◆ Exercise directions ◆
From the first line to the last, copy the data exactly.

[Source records]
○ ○ ○ ○ ○ ○ ○

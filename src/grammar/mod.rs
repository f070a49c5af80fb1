pub mod context;
pub mod engine;
pub mod rule;
pub mod symbol;

pub use context::{is_prefixed_by, is_suffixed_by, skip_bracket_backward, skip_bracket_forward};
pub use engine::LSystem;
pub use rule::{Rule, RuleIndex, RuleRecord};
pub use symbol::{Sequence, Symbol, SymbolEncoding};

○ ○ ○ ○ ○ ○ ○

◆ Response area ◆
filename src/grammar/mod.rs
repository f070a49c5af80fb1
pub mod context;
pub mod engine;
pub mod rule;
pub mod symbol;

pub use context::{is_prefixed_by, is_suffixed_by, skip_bracket_backward, skip_bracket_forward};
pub use engine::LSystem;
pub use rule::{Rule, RuleIndex, RuleRecord};
pub use symbol::{Sequence, Symbol, SymbolEncoding};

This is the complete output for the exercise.